Leanne Vogel: It’s totally backwards.
Dr. Jason Fung: It’s madness. It is absolute madness and this is the whole thing with calories, right? We do these calorie labels and this and that and pretend it’s all about calories, and everybody who does these calorie reduction things, they think it’s evidence-based. What evidence do you have, that reducing calories actually makes you lose weight in the long-term? Over years? There’s zero. Absolutely none. These, “caloric reduction as primary” diets, this paradigm has not even been around for 50 years, right? Nobody knew what a calorie was in 1900, right? Nobody really cared about it. Nobody defined it. Now we obsess about calories. Everybody knows what calories are. Everybody knows how many calories are. We have calorie tracking apps, we have programs to track it, we measure BMR, all this stuff and yet we’re still more obese than ever before.
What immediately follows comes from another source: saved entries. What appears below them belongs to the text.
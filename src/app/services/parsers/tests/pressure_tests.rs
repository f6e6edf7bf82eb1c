//! Tests for the altimeter/QNH parser

use crate::app::models::PressureUnit;
use crate::app::services::parsers::pressure::{parse_altimeter, parse_qnh};
use crate::error::ComponentError;

#[test]
fn test_us_altimeter() {
    let pressure = parse_altimeter("A2992").unwrap();
    assert_eq!(pressure.value, 29.92);
    assert_eq!(pressure.unit, PressureUnit::InchesOfMercury);
}

#[test]
fn test_icao_qnh() {
    let pressure = parse_altimeter("Q1013").unwrap();
    assert_eq!(pressure.value, 1013.0);
    assert_eq!(pressure.unit, PressureUnit::Hectopascals);
}

#[test]
fn test_alternative_qnh_encoding() {
    let pressure = parse_altimeter("QNH2992INS").unwrap();
    assert_eq!(pressure.value, 29.92);
    assert_eq!(pressure.unit, PressureUnit::InchesOfMercury);

    let pressure = parse_altimeter("QNH1013").unwrap();
    assert_eq!(pressure.value, 1013.0);
    assert_eq!(pressure.unit, PressureUnit::Hectopascals);
}

#[test]
fn test_qnh_range_heuristic() {
    // In range for hectopascals: read as stated.
    let pressure = parse_qnh("Q0995").unwrap();
    assert_eq!(pressure.unit, PressureUnit::Hectopascals);
    assert_eq!(pressure.value, 995.0);

    // Out of hPa range: read as inHg hundredths.
    let pressure = parse_qnh("Q2992").unwrap();
    assert_eq!(pressure.unit, PressureUnit::InchesOfMercury);
    assert_eq!(pressure.value, 29.92);
}

#[test]
fn test_wrong_digit_count_fails_typed() {
    let err = parse_altimeter("Q10133").unwrap_err();
    assert!(matches!(err, ComponentError::Altimeter { .. }));

    let err = parse_altimeter("A299").unwrap_err();
    assert!(matches!(err, ComponentError::Altimeter { .. }));
}
//! Application constants for the METAR/TAF decoder
//!
//! This module contains the ICAO code vocabularies, unit conversion factors,
//! and default values used throughout the decoding engine. All tables are
//! immutable and shared read-only across concurrent decode calls.

// =============================================================================
// Report Keywords and Markers
// =============================================================================

/// Marker introducing the remarks section
pub const REMARKS_MARKER: &str = "RMK";

// =============================================================================
// Wind and Visibility
// =============================================================================

/// Variable wind direction code
pub const WIND_VARIABLE: &str = "VRB";

/// Maximum encodable wind direction in degrees
pub const MAX_WIND_DIRECTION: u16 = 360;

/// Visibility value reported for CAVOK and for "10 km or more"
pub const CAVOK_VISIBILITY_METERS: u32 = 9999;

// =============================================================================
// Weather Phenomena Vocabulary
// =============================================================================

/// Two-letter descriptor codes, in the order the grammar scans them
pub const DESCRIPTOR_CODES: &[&str] = &["MI", "PR", "BC", "DR", "BL", "SH", "TS", "FZ"];

/// Two-letter phenomenon codes, in the order the grammar scans them
pub const PHENOMENON_CODES: &[&str] = &[
    "DZ", "RA", "SN", "SG", "IC", "PL", "GR", "GS", "UP", "BR", "FG", "FU", "VA", "DU", "SA", "HZ",
    "PY", "PO", "SQ", "FC", "SS", "DS",
];

/// No-significant-weather code (TAF change groups and METAR trends)
pub const NO_SIGNIFICANT_WEATHER: &str = "NSW";

// =============================================================================
// Sky Condition Vocabulary
// =============================================================================

/// Coverage codes that stand alone without a height group
pub const CLEAR_SKY_CODES: &[&str] = &["SKC", "CLR", "NSC", "NCD"];

/// Feet per height-group unit (heights are encoded in hundreds of feet)
pub const HEIGHT_GROUP_FEET: u32 = 100;

// =============================================================================
// Trend and Change-Group Vocabulary
// =============================================================================

/// Trend markers appended to METAR reports
pub const TREND_MARKERS: &[&str] = &["NOSIG", "BECMG", "TEMPO"];

/// Military color codes occasionally appended to NATO-station reports
pub const COLOR_CODES: &[&str] = &["BLU", "WHT", "GRN", "YLO", "AMB", "RED"];

// =============================================================================
// Remarks Vocabulary
// =============================================================================

/// Sensor-status codes reported when an automated sensor is inoperative
pub const SENSOR_STATUS_CODES: &[&str] = &[
    "PWINO", "TSNO", "FZRANO", "PNO", "VISNO", "CHINO", "RVRNO",
];

// =============================================================================
// Runway State Decoding (MOTNE format)
// =============================================================================

/// Decode the deposit digit of a MOTNE runway state group
pub fn runway_deposit_description(code: char) -> &'static str {
    match code {
        '0' => "clear and dry",
        '1' => "damp",
        '2' => "wet or water patches",
        '3' => "rime or frost covered",
        '4' => "dry snow",
        '5' => "wet snow",
        '6' => "slush",
        '7' => "ice",
        '8' => "compacted or rolled snow",
        '9' => "frozen ruts or ridges",
        '/' => "not reported",
        _ => "unknown deposit",
    }
}

/// Decode the contamination-extent digit of a MOTNE runway state group
pub fn runway_extent_description(code: char) -> &'static str {
    match code {
        '1' => "10% or less",
        '2' => "11% to 25%",
        '5' => "26% to 50%",
        '9' => "51% to 100%",
        '/' => "not reported",
        _ => "unknown extent",
    }
}

/// Decode the two-digit depth field of a MOTNE runway state group
pub fn runway_depth_description(raw: &str) -> String {
    if raw == "//" {
        return "not reported".to_string();
    }
    let Ok(value) = raw.parse::<u8>() else {
        return format!("unknown ({raw})");
    };
    match value {
        0 => "less than 1mm".to_string(),
        1..=90 => format!("{value}mm"),
        92 => "10cm".to_string(),
        93 => "15cm".to_string(),
        94 => "20cm".to_string(),
        95 => "25cm".to_string(),
        96 => "30cm".to_string(),
        97 => "35cm".to_string(),
        98 => "40cm or more".to_string(),
        99 => "runway not operational".to_string(),
        _ => format!("unknown ({raw})"),
    }
}

/// Decode the two-digit braking field of a MOTNE runway state group
pub fn runway_braking_description(raw: &str) -> String {
    match raw {
        "//" => "not reported".to_string(),
        "91" => "poor".to_string(),
        "92" => "medium/poor".to_string(),
        "93" => "medium".to_string(),
        "94" => "medium/good".to_string(),
        "95" => "good".to_string(),
        "99" => "unreliable or unmeasurable".to_string(),
        _ => match raw.parse::<u8>() {
            Ok(coef) if (1..=90).contains(&coef) => {
                format!("coefficient {:.2}", f64::from(coef) / 100.0)
            }
            _ => format!("unknown ({raw})"),
        },
    }
}

#[cfg(test)]
mod tests {
    use super::*;

    #[test]
    fn test_runway_deposit_descriptions() {
        assert_eq!(runway_deposit_description('0'), "clear and dry");
        assert_eq!(runway_deposit_description('7'), "ice");
        assert_eq!(runway_deposit_description('/'), "not reported");
        assert_eq!(runway_deposit_description('X'), "unknown deposit");
    }

    #[test]
    fn test_runway_depth_descriptions() {
        assert_eq!(runway_depth_description("//"), "not reported");
        assert_eq!(runway_depth_description("00"), "less than 1mm");
        assert_eq!(runway_depth_description("45"), "45mm");
        assert_eq!(runway_depth_description("92"), "10cm");
        assert_eq!(runway_depth_description("99"), "runway not operational");
    }

    #[test]
    fn test_runway_braking_descriptions() {
        assert_eq!(runway_braking_description("95"), "good");
        assert_eq!(runway_braking_description("91"), "poor");
        assert_eq!(runway_braking_description("56"), "coefficient 0.56");
        assert_eq!(runway_braking_description("//"), "not reported");
    }

    #[test]
    fn test_vocabulary_tables_are_disjoint() {
        // A descriptor code must never double as a phenomenon code; the
        // phenomena parser relies on this when scanning left to right.
        for descriptor in DESCRIPTOR_CODES {
            assert!(!PHENOMENON_CODES.contains(descriptor));
        }
    }
}
//! Temperature group parsers
//!
//! Covers the METAR temperature/dewpoint group (`22/18`, `M03/M05`, `17/`)
//! and the TAF forecast temperature extremes (`TX28/0618Z`, `TNM02/0709Z`).
//! Sub-zero values use the `M` prefix marker, never a minus sign.

use once_cell::sync::Lazy;
use regex::Regex;

use crate::app::models::{DayHour, Temperature, TemperatureExtreme, TemperatureForecast};
use crate::error::ComponentError;

static TEMPERATURE: Lazy<Regex> =
    Lazy::new(|| Regex::new(r"^(M)?(\d{2})/(?:(M)?(\d{2}))?$").expect("temperature pattern"));

static FORECAST: Lazy<Regex> = Lazy::new(|| {
    Regex::new(r"^T([XN])(M)?(\d{2})/(\d{2})(\d{2})Z$").expect("forecast temperature pattern")
});

/// Parse a METAR temperature/dewpoint token
pub fn parse_temperature(token: &str) -> Result<Temperature, ComponentError> {
    let caps = TEMPERATURE
        .captures(token)
        .ok_or_else(|| ComponentError::temperature(token, "does not match the temperature grammar"))?;

    let temperature = signed_value(token, caps.get(1).is_some(), &caps[2])?;
    let dewpoint = match caps.get(4) {
        Some(value) => Some(signed_value(token, caps.get(3).is_some(), value.as_str())?),
        None => None,
    };

    Ok(Temperature {
        temperature,
        dewpoint,
    })
}

/// Parse a TAF `TX`/`TN` forecast temperature extreme
pub fn parse_temperature_forecast(token: &str) -> Result<TemperatureForecast, ComponentError> {
    let caps = FORECAST.captures(token).ok_or_else(|| {
        ComponentError::temperature(token, "does not match the forecast temperature grammar")
    })?;

    let kind = match &caps[1] {
        "X" => TemperatureExtreme::Maximum,
        _ => TemperatureExtreme::Minimum,
    };
    let value = signed_value(token, caps.get(2).is_some(), &caps[3])?;
    let day = parse_day(token, &caps[4])?;
    let hour = parse_hour(token, &caps[5])?;

    Ok(TemperatureForecast {
        kind,
        value,
        at: DayHour::new(day, hour),
    })
}

fn signed_value(token: &str, negative: bool, digits: &str) -> Result<i16, ComponentError> {
    let magnitude: i16 = digits
        .parse()
        .map_err(|_| ComponentError::temperature(token, format!("non-numeric value '{digits}'")))?;
    Ok(if negative { -magnitude } else { magnitude })
}

fn parse_day(token: &str, digits: &str) -> Result<u8, ComponentError> {
    let day: u8 = digits
        .parse()
        .map_err(|_| ComponentError::temperature(token, "non-numeric day"))?;
    if !(1..=31).contains(&day) {
        return Err(ComponentError::temperature(
            token,
            format!("day {day} out of range"),
        ));
    }
    Ok(day)
}

fn parse_hour(token: &str, digits: &str) -> Result<u8, ComponentError> {
    let hour: u8 = digits
        .parse()
        .map_err(|_| ComponentError::temperature(token, "non-numeric hour"))?;
    if hour > 24 {
        return Err(ComponentError::temperature(
            token,
            format!("hour {hour} out of range"),
        ));
    }
    Ok(hour)
}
The reason is not that we all suddenly as a society, all simultaneously decided that we wanted to be fat, or let ourselves go, or we all became weak-willed. It’s ridiculous. Obviously, it has to be something systemic. We have to look at the advice that we’re given. That’s where it is, this whole calorie thing. That’s what my first book, The Obesity Code was really about. Was trying to understand what the causes of weight gain are. That’s the most important thing. When you treat a disease, you have to understand what the cause is because that’s what you have to treat. If you understand that an infection is due to bacteria, then you can get an antibiotic, right? You know the cause; you know how to treat it. If you take the disease of obesity and say, it’s all about calories, right? That’s our paradigm. It’s a disease of too many calories. Then you focus on cutting calories, and it doesn’t work at all.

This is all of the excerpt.